The effect you described was the equivalent of someone knocking themselves over by tossing a wad of paper into the trash. Even the most cursory mental guesstimate should have flagged a change in a ship's velocity from recoil as equal to the velocity of the projectile fired as impossible, unless the projectile was of similar size to the ship.
There is always compensation, as is evidenced by the various performance limiters and dampening in place, even when FA is nominally "off". And one-fifth of a meter per-second, uncompensated (which is the ballpark for the change in momentum, if one does do the math as Ashnak did) is damn near imperceptible.
Or that a sixteen-ton self contained weapon system with a 100+ round magazine, probably isn't firing 400 ton projectiles.

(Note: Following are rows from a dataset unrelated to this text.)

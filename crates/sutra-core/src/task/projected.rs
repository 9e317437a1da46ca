use chrono::NaiveDateTime;
use serde::{Deserialize, Serialize};
use sutra_domain::TatType;

use super::TaskStatus;

/// Nodo materializado por el Flow Walker. Transitorio: vive lo que dura la
/// proyección (o la sesión de simulación que la reproduce).
#[derive(Debug, Clone, PartialEq, Serialize, Deserialize)]
#[serde(rename_all = "camelCase")]
pub struct ProjectedTask {
    pub step_index: usize,
    pub task_name: String,
    pub doer: String,
    pub doer_email: String,
    #[serde(default, skip_serializing_if = "Option::is_none")]
    pub form_id: Option<String>,
    pub status: TaskStatus,
    pub start_time: NaiveDateTime,
    pub planned_end_time: NaiveDateTime,
    pub actual_end_time: Option<NaiveDateTime>,
    pub tat: f64,
    pub tat_type: TatType,
    /// Minutos de espera estimados antes de empezar (sólo visualización).
    pub waiting_time: u32,
    /// Minutos efectivos de trabajo; se fija al completar.
    pub processing_time: Option<i64>,
    pub lunch_taken: bool,
}

impl ProjectedTask {
    pub fn planned_minutes(&self) -> i64 {
        (self.planned_end_time - self.start_time).num_minutes()
    }

    pub fn planned_hours(&self) -> f64 {
        (self.planned_end_time - self.start_time).num_seconds() as f64 / 3600.0
    }
}
//! Errores específicos del core.

use serde::{Deserialize, Serialize};
use thiserror::Error;

#[derive(Debug, Error, PartialEq, Eq, Clone, Serialize, Deserialize)]
pub enum CoreEngineError {
    #[error("invalid engine params: {0}")] InvalidParams(String),
    #[error("simulated clock cannot move backwards ({from} -> {to})")] ClockRewind { from: String, to: String },
    #[error("simulation did not complete within {0} ticks")] SimulationIncomplete(usize),
    #[error("invalid tick: {0}")] InvalidTick(String),
}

Then again, given how fighter hangars work, one might be excused for making such an assumption...
An 80 kg cannon round seems pretty puny.
A typical 155 mm (6.1 in) shell weighs about 50 kg, a common 203 mm (8 in) shell about 100 kg, a concrete demolition 203 mm (8 in) shell 146 kg, a 280 mm (11 in) battleship shell about 300 kg, and a 460 mm (18 in) battleship shell over 1,500 kg.
I don't think we've ever really established the caliber of a cannon in Elite, though there has been some speculation. However, looking at the projectile speeds and comparing them to known projectile speeds...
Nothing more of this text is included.